Physical Examination:

  • Visual examination
  • External Anal Sphincter (EAS) contraction-strength, bearing down, co-contraction with the deep abdominal muscles (TrAb)

Vaginal palpation: Looking for

  • Posterior wall bulkiness/laxity/faecal load/lumps, bumps/sensation/Levator Avulsion/Pain
  • Palpate co-contraction between TrAb  and the PF muscles
  •  Assess muscle strength
  •  Compare brace and cough and cough with no brace

One of the most important parts of the examination with prolapse is a standing examination.
You know I have seen this photo below in many a presentation at conferences over the years, more for the presenter to scoff at the uselessness of such an examination. But when women stand up (therefore adding gravity to the prolapse equation) then this position is invaluable for the therapist and the patient to firstly see what gravity does to the prolapse, to assess any if the vaginal prolapse descends when the patient activates her muscles and to see the effectiveness of the lifting action of the muscles.
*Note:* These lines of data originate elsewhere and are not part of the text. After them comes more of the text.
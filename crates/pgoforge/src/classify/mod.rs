//! Sorts loaded kernel modules into hot-path categories and renders a
//! config overlay the descriptor merges before compilation.

use std::collections::{BTreeMap, HashMap, HashSet};
use std::fmt::Write as _;
use std::fs;
use std::io::BufRead;
use std::path::{Path, PathBuf};

use serde::Serialize;

use crate::error::{Error, Result};
use crate::log_sanitize::sanitize_line;

mod tables;

/// Variants are declared in lookup order; `Ord` follows it.
#[derive(Debug, Clone, Copy, PartialEq, Eq, PartialOrd, Ord, Hash, Serialize)]
#[serde(rename_all = "snake_case")]
pub enum ModuleCategory {
    CryptoHotPath,
    StorageHotPath,
    CompressionMedium,
    CoreBlockDevice,
    VirtualizationConditional,
    Uncategorized,
}

impl ModuleCategory {
    pub const LOOKUP_ORDER: [ModuleCategory; 6] = [
        ModuleCategory::CryptoHotPath,
        ModuleCategory::StorageHotPath,
        ModuleCategory::CompressionMedium,
        ModuleCategory::CoreBlockDevice,
        ModuleCategory::VirtualizationConditional,
        ModuleCategory::Uncategorized,
    ];

    pub fn label(self) -> &'static str {
        match self {
            ModuleCategory::CryptoHotPath => "crypto",
            ModuleCategory::StorageHotPath => "storage",
            ModuleCategory::CompressionMedium => "compression",
            ModuleCategory::CoreBlockDevice => "core-block",
            ModuleCategory::VirtualizationConditional => "virtualization",
            ModuleCategory::Uncategorized => "uncategorized",
        }
    }

    fn header(self) -> &'static str {
        match self {
            ModuleCategory::CryptoHotPath => "Crypto hot path: built in",
            ModuleCategory::StorageHotPath => "Storage hot path: built in",
            ModuleCategory::CompressionMedium => "Compression: kept as modules",
            ModuleCategory::CoreBlockDevice => "Core block devices: built in",
            ModuleCategory::VirtualizationConditional => {
                "Virtualization: disabled, uncomment on guests/hypervisors"
            }
            ModuleCategory::Uncategorized => "Uncategorized",
        }
    }

    /// Directives are written commented out and need operator action.
    pub fn commented_by_default(self) -> bool {
        matches!(self, ModuleCategory::VirtualizationConditional)
    }
}

#[derive(Debug, Clone, Copy, PartialEq, Eq, Serialize)]
pub enum TriState {
    Builtin,
    Module,
    Disabled,
}

impl TriState {
    fn value(self) -> char {
        match self {
            TriState::Builtin => 'y',
            TriState::Module => 'm',
            TriState::Disabled => 'n',
        }
    }
}

#[derive(Debug, Clone, Copy, PartialEq, Eq, Serialize)]
pub struct ConfigDirective {
    pub key: &'static str,
    pub state: TriState,
}

pub fn category_of(name: &str) -> ModuleCategory {
    ModuleCategory::LOOKUP_ORDER
        .into_iter()
        .find(|c| tables::lookup(*c, name).is_some())
        .unwrap_or(ModuleCategory::Uncategorized)
}

pub fn directives_for(category: ModuleCategory, name: &str) -> &'static [ConfigDirective] {
    tables::lookup(category, name).unwrap_or(&[])
}

#[derive(Debug, Clone, Default, PartialEq, Eq, Serialize)]
pub struct ClassificationResult {
    pub buckets: BTreeMap<ModuleCategory, Vec<String>>,
}

impl ClassificationResult {
    pub fn bucket(&self, category: ModuleCategory) -> &[String] {
        self.buckets
            .get(&category)
            .map(Vec::as_slice)
            .unwrap_or_default()
    }

    pub fn total(&self) -> usize {
        self.buckets.values().map(Vec::len).sum()
    }
}

/// Each distinct identifier lands in exactly one bucket, kept in first-seen order.
pub fn classify<I, S>(modules: I) -> ClassificationResult
where
    I: IntoIterator<Item = S>,
    S: AsRef<str>,
{
    let mut seen = HashSet::new();
    let mut out = ClassificationResult::default();
    for m in modules {
        let m = m.as_ref();
        if !seen.insert(m.to_string()) {
            continue;
        }
        out.buckets
            .entry(category_of(m))
            .or_default()
            .push(m.to_string());
    }
    out
}

/// Renders the overlay. Output depends only on `result`.
pub fn render(result: &ClassificationResult) -> String {
    let mut out = String::new();
    let categorized = result.total() - result.bucket(ModuleCategory::Uncategorized).len();
    let _ = writeln!(out, "# pgoforge module overlay");
    let _ = writeln!(
        out,
        "# {} module(s), {categorized} categorized",
        result.total()
    );

    // One line per key; every module that maps to it is named in the annotation.
    let mut lines: Vec<(ModuleCategory, ConfigDirective, Vec<&str>)> = Vec::new();
    let mut by_key: HashMap<&'static str, usize> = HashMap::new();
    for category in ModuleCategory::LOOKUP_ORDER {
        for m in result.bucket(category) {
            for d in directives_for(category, m) {
                match by_key.get(d.key) {
                    Some(&i) => lines[i].2.push(m.as_str()),
                    None => {
                        by_key.insert(d.key, lines.len());
                        lines.push((category, *d, vec![m.as_str()]));
                    }
                }
            }
        }
    }

    for category in ModuleCategory::LOOKUP_ORDER {
        let mut in_category = lines.iter().filter(|(c, _, _)| *c == category).peekable();
        if in_category.peek().is_none() {
            continue;
        }
        let _ = writeln!(out, "\n# === {} ===", category.header());
        let prefix = if category.commented_by_default() { "# " } else { "" };
        for (_, d, modules) in in_category {
            let _ = writeln!(
                out,
                "{prefix}{}={} # {}: {}",
                d.key,
                d.state.value(),
                category.label(),
                modules.join(", ")
            );
        }
    }

    let rest = result.bucket(ModuleCategory::Uncategorized);
    let _ = writeln!(out, "\n# === {} ===", ModuleCategory::Uncategorized.header());
    let _ = writeln!(out, "# {} module(s) left to the base config", rest.len());
    for m in rest {
        let _ = writeln!(out, "#   {m}");
    }
    out
}

/// One identifier per line, taken from the first column so `/proc/modules`
/// reads directly. Blank lines are skipped.
pub fn read_module_list<R: BufRead>(reader: R) -> Result<Vec<String>> {
    let mut out = Vec::new();
    for line in reader.lines() {
        let line = line.map_err(|e| Error::msg(format!("failed to read module list: {e}")))?;
        if let Some(name) = sanitize_line(&line).split_whitespace().next() {
            out.push(name.to_string());
        }
    }
    Ok(out)
}

/// `<base>/<variant_dir>/<file_name>` when that directory exists, else `<base>/<file_name>`.
pub fn resolve_overlay_path(base: &Path, variant_dir: Option<&str>, file_name: &str) -> PathBuf {
    if let Some(v) = variant_dir.map(str::trim).filter(|v| !v.is_empty()) {
        let dir = base.join(v);
        if dir.is_dir() {
            return dir.join(file_name);
        }
    }
    base.join(file_name)
}

pub fn write_overlay(path: &Path, doc: &str) -> Result<()> {
    if let Some(parent) = path.parent().filter(|p| !p.as_os_str().is_empty()) {
        crate::modules::util::ensure_dir(parent)?;
    }
    fs::write(path, doc)
        .map_err(|e| Error::msg(format!("failed to write overlay {}: {e}", path.display())))?;
    tracing::info!(path = %path.display(), "wrote module overlay");
    Ok(())
}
To conclude this part of the 5 Step Plan for Managing Prolapse I would like to share an exasperating experience and why we #pelvicmafia face such an uphill battle with getting the word out about how effective early interventions can be.
Just this week I had a patient from a small country town who is young (too young for prolapse she lamented- sadly it relates more to having a vaginal delivery than age) and who had discovered a lump when exercising after her second vaginal delivery five years ago. Early after the birth, she thought she was doing the right thing by attending boot camps and doing lots of sit-ups to help her weak abdominals. But sure enough it was too much, too early and  soon as she found the lump.
She went to her GP who said you have a prolapse and go and do pelvic floor exercises.
No instruction, not even a pamphlet as to how to do them correctly and no referral for help from a physio.
She went back and asked for more help when she started to have some pain. He was again pretty unhelpful “I told you last time- go and do your pelvic floor exercises”.
She was desperate. She went to the local hospital in order to get a referral to the Physio at the public hospital department for help. Sadly, because it is a small town, the same doctor was covering in Casualty. He was very annoyed about her actions. But at her insistence gave her the referral. This physio has been very helpful, but is not trained for the special area of Continence and Women’s Health and so both she and a Maternity Nurse at the hospital encouraged this young 24 year old to go to Brisbane for specialist help. The uro-gynaecologist then referred her to me.